Опубликовано в журнале Звезда, номер 5, 2019
Элен Мари Вайсман. Что осталось после нее. СПб.: Аркадия, 2018
В наше время странно слышать мнение, что книги, основанные на интриге и постоянно подогреваемом интересе к судьбе героя, считаются литературой массовой, «низкой». Мол, автор — не литературный гений, а делец, всего лишь дергающий за нужные ниточки эмоций. Но и детектив, и женский роман, и подростковая литература давно начали выходить за свои границы. Книга Элен Мари Вайсман, с одной стороны, содержит характерные черты этих жанров, а с другой — доказывает, что жанровая принадлежность — не приговор.
Сюжет развивается в двух временных пластах. Один начинается в 1930-е: джаз, перья, бусы, легкие платья… Восемнадцатилетнюю Клару из этого веселья вырывает родной отец, он разлучает ее с возлюбленным и упекает в психиатрическую лечебницу «Уиллард». Нет, Клара не тронулась умом, она всего лишь отказалась выходить замуж за ваыгодного для отца кандидата. Вторая героиня — семнадцатилетняя Изабелла, оказавшаяся в 1995 году в очередной приемной семье. Иззи осталась сиротой, когда ее мать однажды ночью ни с того ни с сего застрелила мужа и отправилась в тюрьму. Естественно, в школах, которые приходится менять из-за переездов, девочка становится изгоем, как только кто-нибудь узнает о том, что она — дочь убийцы.
В истории Иззи сразу же проявляются элементы подросткового романа: сложные отношения с родителями (она не хочет понять мотивы матери); травля в школе (крайне жестокая и по всем фронтам); самоидентификация (вдруг мать передала ей ген сумасшествия?!); первая влюбленность (конечно же, к самому популярному мальчику в классе). Несмотря на то, что главные героини почти ровесницы, линия Клары с подростковым жанром никак не соотносится. Скорее, если не учитывать глубину конфликта, здесь перед нами приключенческий роман: удастся ли осуществить побег? Либо женский роман: вынужденная разлука с возлюбленным и стремление снова быть вместе.
Изабелла выступает и в роли детектива, помогая приемной семье с социальным проектом. Этот проект посвящен изучению чемоданов, сданных людьми, ставшими пациентами «Уилларда». Больше эти вещи никогда никому не пригодились… Кстати, в одном из интервью Вайсман рассказывает, что подобное исследование (да, «Уиллард» существовал на самом деле) и вдохновило написать роман. Тут же кроется и разгадка смысла названия: что можно узнать о людях по вещам, которые остались после них. Иззи находит чемодан Клары, читает дневник и постепенно, вместе с читателем, узнает о ее жизни все больше. Но это не пассивное любопытство, а настоящее расследование, призванное войти в историю Клары и перевернуть ее. Еще один жанр, косвенно затронутый в главах, датированных 1995-м, — мистический триллер, тоже, кстати, довольно далекий от представлений о «настоящей» литературе. До триллера дорастает школьный буллинг[1] в тот момент, когда одноклассники забираются в заброшенную больницу.

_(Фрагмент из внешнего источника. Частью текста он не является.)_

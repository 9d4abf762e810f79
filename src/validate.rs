//! Upload-time validation protecting the shared config store.
//!
//! Configs in the store are read by every agent in the fleet. A config that
//! names a local file (a token file, a client key, a kubeconfig) would make
//! whichever agent owns it read that file off its own host, so such fields are
//! refused unless the operator opts in with `allow_local_file_reads`.

use thiserror::Error;

use crate::instance::config::{
    HttpClientConfig, InstanceConfig, ScrapeConfig, TlsConfig, KNOWN_DISCOVERY_KEYS,
};

#[derive(Error, Debug, Clone, PartialEq, Eq)]
pub enum ValidationError {
    #[error("{field} is not allowed in {section}: local file reads are disabled")]
    LocalFileRead { section: String, field: String },

    #[error("{mechanism} is not supported in {section}")]
    UnsupportedDiscovery { section: String, mechanism: String },
}

/// Rejects configs that would read local files on the agent that runs them.
#[derive(Debug, Clone, Copy, Default)]
pub struct ConfigValidator {
    allow_local_file_reads: bool,
}

impl ConfigValidator {
    pub fn new(allow_local_file_reads: bool) -> Self {
        Self {
            allow_local_file_reads,
        }
    }

    /// Validate every HTTP-client-like section of `cfg`.
    ///
    /// Discovery mechanisms are checked against an allow-list: an unknown
    /// `*_sd_configs` section fails even when local file reads are allowed,
    /// since its fields cannot be inspected.
    pub fn validate(&self, cfg: &InstanceConfig) -> Result<(), ValidationError> {
        for (i, rw) in cfg.remote_write.iter().enumerate() {
            let section = if rw.name.is_empty() {
                format!("remote_write[{i}]")
            } else {
                format!("remote_write {:?}", rw.name)
            };
            self.check_http_client(&section, &rw.http_client)?;
        }

        for sc in &cfg.scrape_configs {
            self.check_scrape_config(sc)?;
        }

        Ok(())
    }

    fn check_scrape_config(&self, sc: &ScrapeConfig) -> Result<(), ValidationError> {
        let section = format!("scrape config {:?}", sc.job_name);

        for key in sc.unknown_discovery.keys() {
            if key.ends_with("_sd_configs") && !KNOWN_DISCOVERY_KEYS.contains(&key.as_str()) {
                return Err(ValidationError::UnsupportedDiscovery {
                    section,
                    mechanism: key.clone(),
                });
            }
            if key.ends_with("_file") {
                self.deny(&section, key, true)?;
            }
        }

        self.check_http_client(&section, &sc.http_client)?;

        if !sc.file_sd_configs.is_empty() {
            self.deny(&format!("{section} file_sd_configs"), "files", true)?;
        }
        for k8s in &sc.kubernetes_sd_configs {
            let sub = format!("{section} kubernetes_sd_configs");
            self.deny(&sub, "kubeconfig_file", k8s.kubeconfig_file.is_some())?;
            self.check_http_client(&sub, &k8s.http_client)?;
        }
        for consul in &sc.consul_sd_configs {
            self.check_http_client(&format!("{section} consul_sd_configs"), &consul.http_client)?;
        }
        for marathon in &sc.marathon_sd_configs {
            let sub = format!("{section} marathon_sd_configs");
            self.deny(&sub, "auth_token_file", marathon.auth_token_file.is_some())?;
            self.check_http_client(&sub, &marathon.http_client)?;
        }
        for openstack in &sc.openstack_sd_configs {
            self.check_tls(&format!("{section} openstack_sd_configs"), &openstack.tls_config)?;
        }
        for eureka in &sc.eureka_sd_configs {
            self.check_http_client(&format!("{section} eureka_sd_configs"), &eureka.http_client)?;
        }

        Ok(())
    }

    fn check_http_client(&self, section: &str, client: &HttpClientConfig) -> Result<(), ValidationError> {
        self.deny(section, "bearer_token_file", client.bearer_token_file.is_some())?;
        if let Some(basic) = &client.basic_auth {
            self.deny(section, "basic_auth password_file", basic.password_file.is_some())?;
        }
        if let Some(authz) = &client.authorization {
            self.deny(section, "authorization credentials_file", authz.credentials_file.is_some())?;
        }
        if let Some(oauth2) = &client.oauth2 {
            self.deny(section, "oauth2 client_secret_file", oauth2.client_secret_file.is_some())?;
            self.check_tls(&format!("{section} oauth2"), &oauth2.tls_config)?;
        }
        self.check_tls(section, &client.tls_config)
    }

    fn check_tls(&self, section: &str, tls: &TlsConfig) -> Result<(), ValidationError> {
        self.deny(section, "tls_config ca_file", tls.ca_file.is_some())?;
        self.deny(section, "tls_config cert_file", tls.cert_file.is_some())?;
        self.deny(section, "tls_config key_file", tls.key_file.is_some())
    }

    fn deny(&self, section: &str, field: &str, set: bool) -> Result<(), ValidationError> {
        if set && !self.allow_local_file_reads {
            return Err(ValidationError::LocalFileRead {
                section: section.to_string(),
                field: field.to_string(),
            });
        }
        Ok(())
    }
}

Выходит, что Элен Мари Вайсман удалось создать достойную современную прозу из обрывков разных жанров, в основном призванных вызвать у читателя чувство тревожного ожидания. Оно достигает пика в главной теме, вокруг которой складывается весь сюжет, — истории с насильственным содержанием Клары в лечебнице. Мурашки по коже от того, как лечили больных в начале XX века: любой, даже самый здоровый человек сойдет с ума от постоянных инсулиновых ком, ванн со льдом, одиночных камер с кандалами и уколов психотропных веществ. Сможет ли конкретная цель уберечь от безумия Клару — одна из интриг романа. В этих эпизодах воздействие текста ощущается в наивысшей степени: становится почти физически больно от несправедливости происходящего. Оказывается, почти до середины XX века в США было обычным делом упечь в психбольницу неверную жену или выразившую недовольство домработницу, любого, кто однажды открыто выразил гнев, или «трудного» подростка, оставшегося без родителей. Выбор темы — большой успех Вайсман: ей удалось удивить современного читателя, родившегося с уверенностью в незыблемости прав человека. То, что ему приходится узнать, — неожиданно и ново, оно вводит в ступор и приковывает к тексту внимание, сходное с болезненным интересом толпы, которая собирается вокруг места какого-нибудь происшествия.
Дарья Облинова
1. Травля (жарг. англ.); травля школьника его одноклассниками. Совершено непонятно, почему нельзя было обойтись русским словом? В царской России, в СССР этого не было? Сейчас этого нет в России? Ред.